The exhibition – entitled The State of Belfast, and taking up multiple floors of the building across several galleries – uses the Steve McQueen artwork ‘Grenfell’ as a “jumping off point”. The fire that took place in that building, the worst in Britain since World War II, saw the loss 72 lives, an act of mass manslaughter through corporate and government negligence. Despite the greed and mendacity of those providing the building’s highly flammable cladding, and the criminal disregard for residents’ concerns shown by the local council, no one is yet to be jailed for the outrage. Screenings of the film can be found on The MAC’s third floor.
Grenfell provided a brutal lesson in how housing can expose the realities of class and racial discrimination, along with the structural violence that takes place when something as fundamental as shelter is treated as a commodity:
Chronicling the sectarian history of housing in the North of Ireland
While no direct equivalent of the disaster in London exists in the recent past in the North of Ireland, those same injustices are sharply felt in their own way here.
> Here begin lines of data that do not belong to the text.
use crate::constants::{
    CODON_LENGTH, DEFAULT_SCORE_THRESHOLD, MIN_ORF_LENGTH, MOTIF_WIDTH, START_CODONS, STOP_CODONS,
};
use crate::types::{Nucleotide, OrfScanError};

/// Output format options for ORF reports.
///
/// # Formats
///
/// - **Fasta**: one header line and one sequence line per ORF
/// - **Gff**: General Feature Format version 3, one feature line per ORF
///
/// # Examples
///
/// ```rust
/// use orfscan_core::config::{OutputFormat, ScanConfig};
///
/// let config = ScanConfig {
///     output_format: OutputFormat::Gff,
///     ..Default::default()
/// };
/// ```
#[derive(Debug, Clone, Copy, PartialEq, Eq, Default)]
pub enum OutputFormat {
    /// FASTA-style report.
    ///
    /// `> <id>_ORF<n>|Length <length>|at position <start>` followed by the
    /// ORF nucleotides.
    #[default]
    Fasta,

    /// General Feature Format version 3.
    ///
    /// Truncated ORFs carry `partial=true` in the attribute column.
    Gff,
}

impl OutputFormat {
    /// Parse a format name as accepted on the command line
    #[must_use]
    pub fn from_name(name: &str) -> Option<Self> {
        match name.to_ascii_lowercase().as_str() {
            "fasta" | "fa" => Some(Self::Fasta),
            "gff" | "gff3" => Some(Self::Gff),
            _ => None,
        }
    }
}

/// Configuration settings for an ORF scan.
///
/// # Examples
///
/// ## Default configuration
///
/// ```rust
/// use orfscan_core::config::ScanConfig;
///
/// let config = ScanConfig::default();
/// assert_eq!(config.window_size, 13);
/// assert_eq!(config.min_orf_length, 60);
/// ```
///
/// ## Relaxed thresholds on multiple threads
///
/// ```rust
/// use orfscan_core::config::ScanConfig;
///
/// let config = ScanConfig {
///     score_threshold: 6.0,
///     min_orf_length: 30,
///     num_threads: Some(4),
///     ..Default::default()
/// };
/// assert!(config.validate().is_ok());
/// ```
#[derive(Debug, Clone, PartialEq)]
pub struct ScanConfig {
    /// Width of the sliding motif window.
    ///
    /// Must equal the motif matrix width.
    ///
    /// **Default**: 13
    pub window_size: usize,

    /// A window is a motif hit only when its score is strictly greater.
    ///
    /// **Default**: 7.25
    pub score_threshold: f64,

    /// ORFs shorter than this are dropped.
    ///
    /// **Default**: 60
    pub min_orf_length: usize,

    /// Codons eligible as ORF starts.
    ///
    /// **Default**: `ATG`, `GTG`
    pub start_codons: Vec<String>,

    /// Codons that terminate an ORF.
    ///
    /// **Default**: `TAA`, `TAG`, `TGA`
    pub stop_codons: Vec<String>,

    /// Report format.
    ///
    /// **Default**: [`OutputFormat::Fasta`]
    pub output_format: OutputFormat,

    /// Number of threads used to scan sequences in parallel.
    ///
    /// **Default**: `None` (use all available cores)
    pub num_threads: Option<usize>,
}

impl Default for ScanConfig {
    fn default() -> Self {
        Self {
            window_size: MOTIF_WIDTH,
            score_threshold: DEFAULT_SCORE_THRESHOLD,
            min_orf_length: MIN_ORF_LENGTH,
            start_codons: START_CODONS.iter().map(|c| (*c).to_string()).collect(),
            stop_codons: STOP_CODONS.iter().map(|c| (*c).to_string()).collect(),
            output_format: OutputFormat::Fasta,
            num_threads: None,
        }
    }
}

impl ScanConfig {
    /// Checks that the settings are consistent with each other and with the
    /// fixed motif matrix.
    ///
    /// # Errors
    ///
    /// Returns [`OrfScanError::Config`] describing the first offending setting.
    pub fn validate(&self) -> Result<(), OrfScanError> {
        if self.window_size != MOTIF_WIDTH {
            return Err(OrfScanError::Config(format!(
                "window size {} does not match the motif matrix width {}",
                self.window_size, MOTIF_WIDTH
            )));
        }
        if !self.score_threshold.is_finite() {
            return Err(OrfScanError::Config(format!(
                "score threshold must be finite, got {}",
                self.score_threshold
            )));
        }
        if self.min_orf_length == 0 {
            return Err(OrfScanError::Config(
                "minimum ORF length must be positive".to_string(),
            ));
        }
        if self.num_threads == Some(0) {
            return Err(OrfScanError::Config(
                "thread count must be positive".to_string(),
            ));
        }
        validate_codons("start", &self.start_codons)?;
        validate_codons("stop", &self.stop_codons)?;
        Ok(())
    }

    pub(crate) fn is_start_codon(&self, codon: &[u8]) -> bool {
        self.start_codons.iter().any(|c| c.as_bytes() == codon)
    }

    pub(crate) fn is_stop_codon(&self, codon: &[u8]) -> bool {
        self.stop_codons.iter().any(|c| c.as_bytes() == codon)
    }
}

fn validate_codons(kind: &str, codons: &[String]) -> Result<(), OrfScanError> {
    if codons.is_empty() {
        return Err(OrfScanError::Config(format!("no {kind} codons configured")));
    }
    for codon in codons {
        let well_formed = codon.len() == CODON_LENGTH
            && codon.bytes().all(|b| Nucleotide::from_byte(b).is_some());
        if !well_formed {
            return Err(OrfScanError::Config(format!(
                "invalid {kind} codon '{codon}'"
            )));
        }
    }
    Ok(())
}

#[cfg(test)]
mod tests {
    use super::*;

    #[test]
    fn test_default_config_is_valid() {
        let config = ScanConfig::default();
        assert!(config.validate().is_ok());
        assert_eq!(config.score_threshold, 7.25);
        assert_eq!(config.start_codons, vec!["ATG", "GTG"]);
        assert_eq!(config.stop_codons, vec!["TAA", "TAG", "TGA"]);
        assert_eq!(config.output_format, OutputFormat::Fasta);
    }

    #[test]
    fn test_window_size_must_match_matrix() {
        let config = ScanConfig {
            window_size: 12,
            ..Default::default()
        };
        match config.validate() {
            Err(OrfScanError::Config(msg)) => assert!(msg.contains("window size 12")),
            other => panic!("Expected Config error, got {:?}", other),
        }
    }

    #[test]
    fn test_non_finite_threshold_rejected() {
        let config = ScanConfig {
            score_threshold: f64::NAN,
            ..Default::default()
        };
        assert!(matches!(config.validate(), Err(OrfScanError::Config(_))));
    }

    #[test]
    fn test_zero_threads_rejected() {
        let config = ScanConfig {
            num_threads: Some(0),
            ..Default::default()
        };
        assert!(matches!(config.validate(), Err(OrfScanError::Config(_))));
    }

    #[test]
    fn test_malformed_codons_rejected() {
        let config = ScanConfig {
            start_codons: vec!["AT".to_string()],
            ..Default::default()
        };
        assert!(matches!(config.validate(), Err(OrfScanError::Config(_))));

        let config = ScanConfig {
            stop_codons: vec!["TNA".to_string()],
            ..Default::default()
        };
        assert!(matches!(config.validate(), Err(OrfScanError::Config(_))));

        let config = ScanConfig {
            stop_codons: vec![],
            ..Default::default()
        };
        assert!(matches!(config.validate(), Err(OrfScanError::Config(_))));
    }

    #[test]
    fn test_codon_membership() {
        let config = ScanConfig::default();
        assert!(config.is_start_codon(b"ATG"));
        assert!(config.is_start_codon(b"GTG"));
        assert!(!config.is_start_codon(b"TTG"));
        assert!(config.is_stop_codon(b"TGA"));
        assert!(!config.is_stop_codon(b"TGG"));
    }

    #[test]
    fn test_output_format_names() {
        assert_eq!(OutputFormat::from_name("fasta"), Some(OutputFormat::Fasta));
        assert_eq!(OutputFormat::from_name("GFF"), Some(OutputFormat::Gff));
        assert_eq!(OutputFormat::from_name("gff3"), Some(OutputFormat::Gff));
        assert_eq!(OutputFormat::from_name("gbk"), None);
    }
}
A timeline that fills three walls of the exhibition space lays this out, chronicling the sectarian history of housing, from Cromwell driving vast numbers of Catholics from their homes in the 1600s, through the Penal Laws that restricted land ownership and inheritance on the same religious basis, and to the waves of ‘burning out’ Catholics were subjected to in the last century:
While the sectarian divide still has not been fully resolved in housing, current maladies of class inequality and racism have now also come to the fore. The chronology outlines the dismal process of social homes being sold off since the early 1980s, from 34% of six counties households in social tenancies in 1974, to just 14% today. This evisceration of the social housing stock has left 49,083 on the Northern Ireland Housing Executive waiting list, a Thatcherite policy familiar to those in England, Scotland, and Wales:
Meanwhile, asylum seekers often face substandard housing, destitution through homelessness, or placement in a hotel. The latter, despite being a wholly inadequate form of long-term dwelling, is routinely portrayed as some form of luxury by the right-wing press. Thus, the least privileged in society are pitted against each other competing for a resource that should not be scarce in the first place. This underlying tension can be seen as one factor catalysing the racist pogroms that have taken place in Sandy Row and Ballymena in 2024 and 2025.
Mackie’s Masterplan
The centrepiece of the exhibition features Take Back the City’s template for resolving the issues around housing in Belfast – what it calls the ‘Mackie’s Masterplan‘. On a particular kind of damp and grey autumn day, the decaying former industrial landscape in west Belfast resembles something from the Andrei Tarkovsky film Stalker:
It has been left mostly unattended for over 20 years, in an area of the city crying out for new housing. The ambitious redevelopment plan would see the creation of 578 new homes including those built to a Passivhaus standard, a small hydro-electric plant using the nearby Forth River, a city farm, shops, communal allotments and an employment quarter. Drawn up in collaboration with Matthew Lloyd Architects, the goal of the project is to offer a pathway towards resolving the housing crisis in a sustainable way. The project has yet to receive approval, and as part of the interactive exhibition, visitors are encouraged to leave feedback on the project, and on the broader themes of housing inequality.
On the ground floor in The Sunken Gallery screenings of the Marta Dyczkowska film Hearsay at Point Zero can be found, which The MAC describes as exploring:
life at the heart of Belfast City Centre amid the relentless tides of redevelopment and neoliberal transformation.